会計事務所が作っている決算書は、主に税金の計算を目的としたものです。

一方、事業保障の提案に必要なのは、事業継続が困難になった場合の実際の資産価値にもとづくバランスシートです。

 

例えば、オーナー社長が突然亡くなり経営を続けられない場面、

残された家族は、会社の資産を全部売り払い、従業員に退職金を払ったうえで、残った借金を全て返しきれるかどうか・・・

 

これが清算バランスシートの考え方です。

 

 

特に、このようなアプローチが必要なのは、製造業などの機械設備や不動産を持つ業種です。

 

会社の所有資産は、貸借対照表の左側「資産の部」に出ていますが、ここに出ている金額は実際の価値とは異なります。

 

例えば、機械部品メーカーの社長が特注した工場のラインに1億円のお金がかかりました。

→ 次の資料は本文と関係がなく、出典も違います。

impl Default for TbProphPolicy {
    fn default() -> Self {
        Self {
            use_or: true,
            observed_cd4_below: None,
            on_art: None,
            tb_diagnosis_history: None,
            treatment_history: None,
            immune_reactive: None,
            months_on_proph: None,
            after_tb_diagnosis: false,
        }
    }
}

/// TB prophylaxis program inputs.
#[derive(Debug, Clone, PartialEq, Serialize, Deserialize)]
#[serde(default)]
pub struct TbProphProgram {
    pub enable: bool,
    pub lines: Vec<TbProphDef>,
    /// Order in which lines are taken; indexes into `lines`.
    pub order: Vec<usize>,
    pub start_known_hiv_pos: TbProphPolicy,
    pub start_not_known_hiv_pos: TbProphPolicy,
    pub stop_known_hiv_pos: TbProphPolicy,
    pub stop_not_known_hiv_pos: TbProphPolicy,
    /// Monthly probability of dropping off prophylaxis.
    pub prob_dropoff: f64,
    /// Move to the next line after a major toxicity (else stop for good).
    pub move_to_next_after_toxicity: bool,
    /// Probability prophylaxis stops when the patient goes HIV-LTFU at
    /// an integrated clinic.
    pub prob_stop_at_hiv_ltfu: f64,
    /// A scheduled start may proceed while HIV-LTFU.
    pub allow_start_while_hiv_ltfu: bool,
}

impl Default for TbProphProgram {
    fn default() -> Self {
        Self {
            enable: false,
            lines: Vec::new(),
            order: Vec::new(),
            start_known_hiv_pos: TbProphPolicy::default(),
            start_not_known_hiv_pos: TbProphPolicy::default(),
            stop_known_hiv_pos: TbProphPolicy::default(),
            stop_not_known_hiv_pos: TbProphPolicy::default(),
            prob_dropoff: 0.0,
            move_to_next_after_toxicity: false,
            prob_stop_at_hiv_ltfu: 0.0,
            allow_start_while_hiv_ltfu: false,
        }
    }
}
//! Pediatric state: maternal status, breastfeeding, EID, infant proph.

use serde::{Deserialize, Serialize};

use crate::types::{Breastfeeding, MaternalStatus, PedsAgeCat};

/// An EID test whose result has not yet returned.
#[derive(Debug, Clone, Copy, PartialEq, Serialize, Deserialize)]
pub struct PendingEidResult {
    pub assay: usize,
    pub month_due: u32,
    pub positive: bool,
    /// A positive from a confirmatory assay concludes the chain.
    pub confirmatory: bool,
}

/// Pediatric state group. Inert unless the pediatrics module is enabled.
#[derive(Debug, Clone, Serialize, Deserialize)]
pub struct PedsState {
    pub age_category: PedsAgeCat,

    /// Maternal state and its provider-known shadows.
    pub maternal_status: MaternalStatus,
    pub maternal_status_known: bool,
    pub mother_alive: bool,
    pub mother_on_art: bool,
    pub mother_on_art_known: bool,
    pub mother_suppressed: bool,
    pub mother_suppressed_known: bool,
    pub month_of_maternal_death: Option<u32>,

    /// Feeding mode and the age it stops.
    pub breastfeeding: Breastfeeding,
    pub breastfeeding_stop_age_months: u32,

    /// EID subsystem.
    pub in_eid_system: bool,
    pub is_false_positive: bool,
    pub false_positive_linked: bool,
    pub pending_eid_results: Vec<PendingEidResult>,
    pub month_of_last_negative_eid: Option<u32>,
    pub missed_eid_visits: u32,

    /// Infant prophylaxis, parallel to the configured lines.
    pub infant_proph_given: Vec<bool>,
    pub infant_proph_effective: Vec<bool>,
    pub infant_proph_effect_ends: Vec<Option<u32>>,

    /// HIV-exposed-uninfected bookkeeping.
    pub hiv_exposed: bool,
    pub never_exposed: bool,
}

impl PedsState {
    pub fn new(infant_proph_count: usize) -> Self {
        Self {
            age_category: PedsAgeCat::Adult,
            maternal_status: MaternalStatus::Negative,
            maternal_status_known: true,
            mother_alive: true,
            mother_on_art: false,
            mother_on_art_known: false,
            mother_suppressed: false,
            mother_suppressed_known: false,
            month_of_maternal_death: None,
            breastfeeding: Breastfeeding::Replacement,
            breastfeeding_stop_age_months: 0,
            in_eid_system: false,
            is_false_positive: false,
            false_positive_linked: false,
            pending_eid_results: Vec::new(),
            month_of_last_negative_eid: None,
            missed_eid_visits: 0,
            infant_proph_given: vec![false; infant_proph_count],
            infant_proph_effective: vec![false; infant_proph_count],
            infant_proph_effect_ends: vec![None; infant_proph_count],
            hiv_exposed: false,
            never_exposed: true,
        }
    }

    /// True while the patient is still breastfeeding at `age_months`.
    pub fn is_breastfeeding(&self, age_months: u32) -> bool {
        self.breastfeeding.exposes_to_transmission()
            && age_months < self.breastfeeding_stop_age_months
    }

    /// Combined MTCT rate multiplier from effective infant proph lines.
    pub fn infant_proph_multiplier(&self, month: u32, multipliers: &[f64]) -> f64 {
        let mut mult = 1.0;
        for (i, effective) in self.infant_proph_effective.iter().enumerate() {
            if *effective {
                if let Some(end) = self.infant_proph_effect_ends[i] {
                    if month < end {
                        mult *= multipliers.get(i).copied().unwrap_or(1.0);
                    }
                }
            }
        }
        mult
    }
}

#[cfg(test)]
mod tests {
    use super::*;

    #[test]
    fn test_breastfeeding_window() {
        let mut peds = PedsState::new(0);
        peds.breastfeeding = Breastfeeding::Exclusive;
        peds.breastfeeding_stop_age_months = 18;
        assert!(peds.is_breastfeeding(6));
        assert!(!peds.is_breastfeeding(18));
        peds.breastfeeding = Breastfeeding::Replacement;
        assert!(!peds.is_breastfeeding(6));
    }

    #[test]
    fn test_infant_proph_multiplier_expires() {
        let mut peds = PedsState::new(1);
        peds.infant_proph_effective[0] = true;
        peds.infant_proph_effect_ends[0] = Some(6);
        assert_eq!(peds.infant_proph_multiplier(3, &[0.5]), 0.5);
        assert_eq!(peds.infant_proph_multiplier(6, &[0.5]), 1.0);
    }
}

事業が存続すれば、この1億円の機械が収益をうみます。

 

しかし、オーナー社長が亡くなり、事業継続ができなくなった場合、このような中古の設備は二束三文になり、全く買手がいなければ処分費でマイナスになります。

 

工場や事務所の内装、特注したソフトやシステムなども、事業が続いているからこそ価値があって、会社が清算となれば、ほぼ価値はなくなります。

 

社長がいなくなると事業が続かないオーナー企業では、この考え方が生命保険提案の基本になります。

 

第三者が清算バランスシートを作ることは難しく、自社の中古の機械や在庫の価値などは、社長にしか分からないものです。

 

ですから、皆さんは正確に清算バランスシートを把握する必要はなく、社長と一緒に考えればよいのです。

 

 

 

3.営業現場での活用

 

さて、ここまで清算バランスシートという言葉でお伝えしてきましたが、実際に社長との会話で「清算」という言葉をつかうのは抵抗感があります。

 

もう少しボカシて表現したい場合には、どうすればよいでしょうか?

 

厳密な意味は異なるのですが、私は「実態バランスシート」という言葉を使っています。

 

例えば、「社長、実態バランスシートは確認されたことはありますか?」といった問いかけであれば、抵抗感は生じません。

 

実態BSと清算BSでは、厳密な意味は異なるのですが、アプローチの段階では「実態バランスシート」の話題から入るのもよいでしょう。